3.8 The Board of Directors may confer the status of “Emeritus” on an individual who has engaged in outstanding long term service to the Club. An Emeritus Director shall be considered a member of the Board but shall not be counted as part of the quorum; however, he or she shall be eligible to participate in Board deliberations and to assist the Board in an honorary capacity. This honor may be conferred only by a resolution approved by a three-fourths vote of all members of the Board. Such a resolution shall establish the term and duties of the position and may confer the power to vote on some or all Board matters. If the resolution confers to an Emeritus Director the power to vote, such power shall not take effect until the conclusion of the meeting at which the resolution was adopted.

3.9 The Administrative Coordinator shall receive membership applications and dues. He or she shall forward the dues and other Club income to the Treasurer, and submit bills to him or her for payment.

Article 4. Committees

4.1 The Executive Committee comprises the President, Vice-President, Treasurer, Secretary, and Chairperson of the Budget and Finance Committee. The Executive Committee shall have general supervision of the affairs of the Club between business meetings of the Board and shall meet upon the call of the President. It shall have the authority to act on behalf of the Club except that none of its actions may conflict with actions taken by the Board. It shall also be available to consult with the Editor-in-Chief of Special Publications regarding finalization of production details and signing of contracts when consultation with the full Board is not feasible and a majority vote is needed.
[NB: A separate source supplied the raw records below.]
//! Single-worker VPG on CartPole.

use burn::backend::{Autodiff, NdArray};

use vpg_rl::metrics::ConsoleLogger;
use vpg_rl::{categorical_actor_critic, SingleProcess, VpgConfig, VpgRunner};

use crate::cartpole::CartPole;

type B = Autodiff<NdArray>;

pub fn run() {
    println!("VPG on CartPole (single worker)");

    let config = VpgConfig::new()
        .with_hidden_sizes(vec![64, 64])
        .with_steps_per_epoch(1000)
        .with_epochs(30)
        .with_max_ep_len(500)
        .with_seed(0)
        .with_plot_path("vpg_cartpole_returns.png");

    let device = Default::default();
    let mut agent = categorical_actor_critic::<B>(
        4,
        2,
        &config.hidden_sizes,
        config.pi_lr,
        config.vf_lr,
        config.seed,
        &device,
    );
    let mut env = CartPole::new();
    let mut logger = ConsoleLogger::new();

    let runner = VpgRunner::new(config);
    match runner.run(&mut agent, &mut env, &SingleProcess, &mut logger) {
        Ok(report) => {
            let last = report.epochs.last().map(|s| s.mean_return).unwrap_or(0.0);
            println!("done; final mean return {last:.1}");
            println!("return curve written to vpg_cartpole_returns.png");
        }
        Err(e) => eprintln!("training failed: {e}"),
    }
}
//! Return-curve rendering.

use std::error::Error;
use std::fmt;
use std::path::Path;

use plotters::prelude::*;

/// Failure while rendering or writing the return curve.
#[derive(Debug)]
pub struct PlotError {
    message: String,
}

impl PlotError {
    fn new(message: impl Into<String>) -> Self {
        Self {
            message: message.into(),
        }
    }
}

impl fmt::Display for PlotError {
    fn fmt(&self, f: &mut fmt::Formatter<'_>) -> fmt::Result {
        write!(f, "plot error: {}", self.message)
    }
}

impl Error for PlotError {}

/// Renders the mean-return curve to a PNG at `path`. Points are
/// `(cumulative environment interactions, mean return)` per epoch.
///
/// Drawn text-free (frame and polyline only) so no font stack is
/// required at build or run time.
pub fn render_return_curve(points: &[(usize, f32)], path: &Path) -> Result<(), PlotError> {
    let root = BitMapBackend::new(path, (800, 500)).into_drawing_area();
    root.fill(&WHITE).map_err(|e| PlotError::new(e.to_string()))?;

    if points.is_empty() {
        return root.present().map_err(|e| PlotError::new(e.to_string()));
    }

    let x_max = points.iter().map(|&(x, _)| x).max().unwrap_or(1) as f64;
    let mut y_min = f64::INFINITY;
    let mut y_max = f64::NEG_INFINITY;
    for &(_, y) in points {
        y_min = y_min.min(y as f64);
        y_max = y_max.max(y as f64);
    }
    if !(y_max - y_min).is_finite() || y_max - y_min < 1e-6 {
        y_min -= 1.0;
        y_max += 1.0;
    }
    let y_pad = (y_max - y_min) * 0.05;

    let mut chart = ChartBuilder::on(&root)
        .margin(20)
        .build_cartesian_2d(0.0..x_max.max(1.0), (y_min - y_pad)..(y_max + y_pad))
        .map_err(|e| PlotError::new(e.to_string()))?;
    chart
        .draw_series(LineSeries::new(
            points.iter().map(|&(x, y)| (x as f64, y as f64)),
            &BLUE,
        ))
        .map_err(|e| PlotError::new(e.to_string()))?;

    root.present().map_err(|e| PlotError::new(e.to_string()))
}

#[cfg(test)]
mod tests {
    use super::*;

    #[test]
    fn test_renders_curve_to_png() {
        let path = std::env::temp_dir().join("vpg_rl_plot_test.png");
        let points = vec![(4000, 20.0), (8000, 35.5), (12000, 60.0)];
        render_return_curve(&points, &path).unwrap();
        let bytes = std::fs::read(&path).unwrap();
        let _ = std::fs::remove_file(&path);
        // PNG magic
        assert_eq!(&bytes[..4], &[0x89, b'P', b'N', b'G']);
    }

    #[test]
    fn test_empty_and_flat_curves_render() {
        let path = std::env::temp_dir().join("vpg_rl_plot_empty_test.png");
        render_return_curve(&[], &path).unwrap();
        render_return_curve(&[(1, 5.0), (2, 5.0)], &path).unwrap();
        let _ = std::fs::remove_file(&path);
    }
}
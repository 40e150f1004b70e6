//! Metrics reporting: loggers and the final return curve.

pub mod logger;
pub mod plot;

pub use logger::{ConsoleLogger, CsvLogger, EpochSnapshot, MetricsLogger, NullLogger};
pub use plot::{render_return_curve, PlotError};
//! Agents and the math behind them.

pub mod actor_critic;
pub mod distributions;
pub mod mlp_actor_critic;

pub use actor_critic::{ActorCritic, Evaluation};
pub use mlp_actor_critic::{
    categorical_actor_critic, gaussian_actor_critic, CategoricalActorCritic, GaussianActorCritic,
    GaussianPolicyNet,
};
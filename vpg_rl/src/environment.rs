//! Environment trait for episodic training.

use std::error::Error;
use std::fmt;

use crate::core::{Action, ActionSpace};

/// Result of advancing an environment by one action.
#[derive(Debug, Clone)]
pub struct StepOutcome {
    /// Observation after the transition.
    pub observation: Vec<f32>,
    /// Reward produced by the transition.
    pub reward: f32,
    /// True if the episode reached a genuine terminal state. Time limits
    /// are not terminal; the training loop enforces those itself.
    pub terminal: bool,
}

/// An episodic environment driven by the training loop.
///
/// `observation_size` and `action_space` must stay constant for the
/// lifetime of the environment; the rollout buffer is sized from them.
pub trait Environment {
    /// Dimension of the flat observation vector.
    fn observation_size(&self) -> usize;

    /// Shape of the action space.
    fn action_space(&self) -> ActionSpace;

    /// Starts a new episode and returns the initial observation.
    fn reset(&mut self, seed: u64) -> Result<Vec<f32>, EnvironmentError>;

    /// Advances one step with `action`.
    fn step(&mut self, action: &Action) -> Result<StepOutcome, EnvironmentError>;
}

/// Error raised by an environment implementation.
#[derive(Debug)]
pub struct EnvironmentError {
    message: String,
}

impl EnvironmentError {
    pub fn new(message: impl Into<String>) -> Self {
        Self {
            message: message.into(),
        }
    }
}

impl fmt::Display for EnvironmentError {
    fn fmt(&self, f: &mut fmt::Formatter<'_>) -> fmt::Result {
        write!(f, "environment error: {}", self.message)
    }
}

impl Error for EnvironmentError {}
//! Actions and action spaces.

/// Shape of an environment's action space.
#[derive(Debug, Clone, PartialEq, Eq)]
pub enum ActionSpace {
    /// A single categorical choice among `n` actions.
    Discrete { n: usize },
    /// A real-valued action vector of `dim` components.
    Continuous { dim: usize },
}

impl ActionSpace {
    /// Number of f32 slots one action occupies when stored flat in a
    /// rollout buffer: 1 for a discrete index, `dim` for a vector.
    pub fn storage_size(&self) -> usize {
        match self {
            ActionSpace::Discrete { .. } => 1,
            ActionSpace::Continuous { dim } => *dim,
        }
    }

    pub fn is_discrete(&self) -> bool {
        matches!(self, ActionSpace::Discrete { .. })
    }
}

/// A single action, either a categorical index or a real-valued vector.
#[derive(Debug, Clone, PartialEq)]
pub enum Action {
    Discrete(u32),
    Continuous(Vec<f32>),
}

impl Action {
    /// Flattens into the f32 representation used by the rollout buffer.
    pub fn as_floats(&self) -> Vec<f32> {
        match self {
            Action::Discrete(idx) => vec![*idx as f32],
            Action::Continuous(values) => values.clone(),
        }
    }

    /// Reconstructs an action from its flat buffer representation.
    pub fn from_floats(space: &ActionSpace, data: &[f32]) -> Self {
        match space {
            ActionSpace::Discrete { .. } => Action::Discrete(data[0] as u32),
            ActionSpace::Continuous { .. } => Action::Continuous(data.to_vec()),
        }
    }

    /// Returns the discrete index. Panics on a continuous action.
    pub fn as_discrete(&self) -> u32 {
        match self {
            Action::Discrete(idx) => *idx,
            Action::Continuous(_) => panic!("expected a discrete action"),
        }
    }

    /// Returns the continuous components. Panics on a discrete action.
    pub fn as_continuous(&self) -> &[f32] {
        match self {
            Action::Continuous(values) => values,
            Action::Discrete(_) => panic!("expected a continuous action"),
        }
    }
}

#[cfg(test)]
mod tests {
    use super::*;

    #[test]
    fn test_storage_size() {
        assert_eq!(ActionSpace::Discrete { n: 4 }.storage_size(), 1);
        assert_eq!(ActionSpace::Continuous { dim: 3 }.storage_size(), 3);
    }

    #[test]
    fn test_discrete_float_round_trip() {
        let space = ActionSpace::Discrete { n: 6 };
        let action = Action::Discrete(5);
        let floats = action.as_floats();
        assert_eq!(floats, vec![5.0]);
        assert_eq!(Action::from_floats(&space, &floats), action);
    }

    #[test]
    fn test_continuous_float_round_trip() {
        let space = ActionSpace::Continuous { dim: 2 };
        let action = Action::Continuous(vec![-0.5, 1.25]);
        let floats = action.as_floats();
        assert_eq!(floats.len(), space.storage_size());
        assert_eq!(Action::from_floats(&space, &floats), action);
    }
}
//! # vpg_rl: Vanilla Policy Gradient with GAE-Lambda
//!
//! On-policy policy-gradient training with generalized advantage
//! estimation, for a single worker or a lockstep group of worker
//! threads.
//!
//! ## Architecture Overview
//!
//! ```text
//! ┌──────────────────────────────────────────────────────────────┐
//! │                      VPG worker group                        │
//! ├──────────────────────────────────────────────────────────────┤
//! │  Thread 0 (root)     Thread 1           Thread N             │
//! │  ┌────────────┐      ┌────────────┐     ┌────────────┐       │
//! │  │ VpgRunner  │      │ VpgRunner  │     │ VpgRunner  │       │
//! │  │ env + agent│      │ env + agent│     │ env + agent│       │
//! │  │ VpgBuffer  │      │ VpgBuffer  │     │ VpgBuffer  │       │
//! │  └─────┬──────┘      └─────┬──────┘     └─────┬──────┘       │
//! │        │    allreduce / broadcast (star)      │              │
//! │        └───────────────────┴──────────────────┘              │
//! │                            ▼                                 │
//! │        advantage normalization, return statistics,           │
//! │        rank-0 weight broadcast after every update            │
//! └──────────────────────────────────────────────────────────────┘
//! ```
//!
//! Every worker runs the same loop: collect `steps_per_epoch /
//! world_size` environment steps, close trajectory segments with the
//! right bootstrap (0 on terminals, the critic's estimate on cutoffs),
//! then take one policy-gradient step and several value-regression
//! steps on the epoch's batch. Collectives keep advantages normalized
//! with group-wide statistics and parameters identical on every rank.
//!
//! ## Usage
//!
//! ```rust,ignore
//! use vpg_rl::{categorical_actor_critic, SingleProcess, VpgConfig, VpgRunner};
//! use vpg_rl::metrics::ConsoleLogger;
//!
//! let config = VpgConfig::new()
//!     .with_steps_per_epoch(4000)
//!     .with_epochs(50)
//!     .with_gamma(0.99);
//!
//! let mut agent = categorical_actor_critic::<B>(obs_dim, n_actions, &config.hidden_sizes,
//!     config.pi_lr, config.vf_lr, config.seed, &device);
//! let mut logger = ConsoleLogger::new();
//! let report = VpgRunner::new(config).run(&mut agent, &mut env, &SingleProcess, &mut logger)?;
//! ```

pub mod algorithms;
pub mod buffers;
pub mod comm;
pub mod core;
pub mod environment;
pub mod metrics;
pub mod nn;
pub mod runners;

// Re-export commonly used types
pub use crate::core::{discount_cumsum, Action, ActionSpace};

pub use algorithms::{
    categorical_actor_critic, gaussian_actor_critic, ActorCritic, CategoricalActorCritic,
    Evaluation, GaussianActorCritic,
};
pub use buffers::{BufferError, RolloutBatch, VpgBuffer};
pub use comm::{Collective, GroupMember, ScalarStats, SingleProcess, ThreadGroup};
pub use environment::{Environment, EnvironmentError, StepOutcome};
pub use metrics::{ConsoleLogger, CsvLogger, EpochSnapshot, MetricsLogger, NullLogger};
pub use runners::{ConfigError, TrainError, TrainingReport, VpgConfig, VpgRunner};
The Executive Committee can vote in person, by telephone, by mail, and/or through electronic communication.

4.2 The Board of Directors shall appoint at the annual meeting of the Board a Nominating Committee made up of three Club members, at least one of whom shall not be a member of the Board. The Nominating Committee shall be charged with nominating at least one candidate for each of the regular occurring vacancies among the Directors at large, the President, and the Vice-President for presentation at the next annual meeting. The Nominating Committee may accept applications in writing.

4.3 A Membership Committee of five Club members, whose duty shall be to increase and retain membership, shall be appointed by the President at the annual meeting of the Board. The Membership Committee shall report annually to the Board.

4.4 A Budget and Finance Committee of four Club members, whose duties shall be to supervise the Club’s financial investments and assist the Treasurer in preparation of the annual budget and financial statements, shall be appointed by the President at the annual meeting of the Board. The Budget and Finance Committee shall report annually to the Board.

4.5 The L. Frank Baum Memorial Award Committee comprises the past recipients of the L. Frank Baum Memorial Award. It shall annually choose a person (or persons in rare instances) to receive this award for having made an outstanding contribution to the work and purposes of the Club.

4.6 Such other committees, standing or special, shall be appointed by the President as the Board shall deem necessary to carry on the work of the Club. The President shall be an ex officio member of all committees except the Nominating Committee.

Article 5. Amendments

5.1 The Board may amend these bylaws, including the bylaw regarding the number of Directors, provided that written notice specifying the proposed amendment(s) is sent to all Board members at least 30 days prior to a vote to approve the change(s). A two-thirds vote of the entire Board is required for amendment of the bylaws.

5.2 An amendment takes effect after approval of the Board of Directors and upon publication and distribution of the amendment to the Club membership.